**PROBLEM DESCRIPTION:**
Look through the entries and report how many lines include the word "bool". Give the number alone.
****************
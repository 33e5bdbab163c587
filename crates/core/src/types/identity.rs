//! Admin identity type.

use core::fmt;

use serde::{Deserialize, Serialize};

/// Errors that can occur when parsing an [`AdminIdentity`].
#[derive(thiserror::Error, Debug, Clone, PartialEq, Eq)]
pub enum IdentityError {
    /// The input string is empty (or only whitespace).
    #[error("identity cannot be empty")]
    Empty,
    /// The input string is too long.
    #[error("identity must be at most {max} characters")]
    TooLong {
        /// Maximum allowed length.
        max: usize,
    },
    /// The input contains whitespace or control characters.
    #[error("identity must not contain whitespace or control characters")]
    InvalidCharacter,
}

/// The external account identifier of an administrator.
///
/// Usually a numeric messenger account id (e.g. a Telegram user id) carried
/// as a string. The identity is the primary key of an admin record and never
/// changes once the record exists.
///
/// ## Constraints
///
/// - Surrounding whitespace is trimmed
/// - Length: 1-64 characters
/// - No inner whitespace or control characters
///
/// ## Examples
///
/// ```
/// use warden_core::AdminIdentity;
///
/// assert!(AdminIdentity::parse("123456789").is_ok());
/// assert!(AdminIdentity::parse(" 42 ").is_ok());
///
/// assert!(AdminIdentity::parse("").is_err());
/// assert!(AdminIdentity::parse("12 34").is_err());
/// ```
#[derive(Debug, Clone, Serialize, Deserialize, PartialEq, Eq, Hash, PartialOrd, Ord)]
#[serde(try_from = "String", into = "String")]
pub struct AdminIdentity(String);

impl AdminIdentity {
    /// Maximum length of an identity.
    pub const MAX_LENGTH: usize = 64;

    /// Parse an `AdminIdentity` from a string.
    ///
    /// # Errors
    ///
    /// Returns an error if the trimmed input is empty, longer than
    /// [`Self::MAX_LENGTH`], or contains whitespace/control characters.
    pub fn parse(s: &str) -> Result<Self, IdentityError> {
        let s = s.trim();

        if s.is_empty() {
            return Err(IdentityError::Empty);
        }

        if s.chars().count() > Self::MAX_LENGTH {
            return Err(IdentityError::TooLong {
                max: Self::MAX_LENGTH,
            });
        }

        if s.chars().any(|c| c.is_whitespace() || c.is_control()) {
            return Err(IdentityError::InvalidCharacter);
        }

        Ok(Self(s.to_owned()))
    }

    /// Returns the identity as a string slice.
    #[must_use]
    pub fn as_str(&self) -> &str {
        &self.0
    }

    /// Consumes the `AdminIdentity` and returns its inner string.
    #[must_use]
    pub fn into_inner(self) -> String {
        self.0
    }

    /// Returns true if the identity is made of ASCII digits only.
    #[must_use]
    pub fn is_numeric(&self) -> bool {
        self.0.bytes().all(|b| b.is_ascii_digit())
    }
}

impl fmt::Display for AdminIdentity {
    fn fmt(&self, f: &mut fmt::Formatter<'_>) -> fmt::Result {
        f.pad(&self.0)
    }
}

impl std::str::FromStr for AdminIdentity {
    type Err = IdentityError;

    fn from_str(s: &str) -> Result<Self, Self::Err> {
        Self::parse(s)
    }
}

impl TryFrom<String> for AdminIdentity {
    type Error = IdentityError;

    fn try_from(s: String) -> Result<Self, Self::Error> {
        Self::parse(&s)
    }
}

impl From<AdminIdentity> for String {
    fn from(identity: AdminIdentity) -> Self {
        identity.0
    }
}

impl AsRef<str> for AdminIdentity {
    fn as_ref(&self) -> &str {
        &self.0
    }
}

#[cfg(feature = "postgres")]
impl sqlx::Type<sqlx::Postgres> for AdminIdentity {
    fn type_info() -> sqlx::postgres::PgTypeInfo {
        <String as sqlx::Type<sqlx::Postgres>>::type_info()
    }

    fn compatible(ty: &sqlx::postgres::PgTypeInfo) -> bool {
        <String as sqlx::Type<sqlx::Postgres>>::compatible(ty)
    }
}

#[cfg(feature = "postgres")]
impl sqlx::Encode<'_, sqlx::Postgres> for AdminIdentity {
    fn encode_by_ref(
        &self,
        buf: &mut sqlx::postgres::PgArgumentBuffer,
    ) -> Result<sqlx::encode::IsNull, sqlx::error::BoxDynError> {
        <String as sqlx::Encode<sqlx::Postgres>>::encode_by_ref(&self.0, buf)
    }
}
****************
**TASK RESPONSE:**
2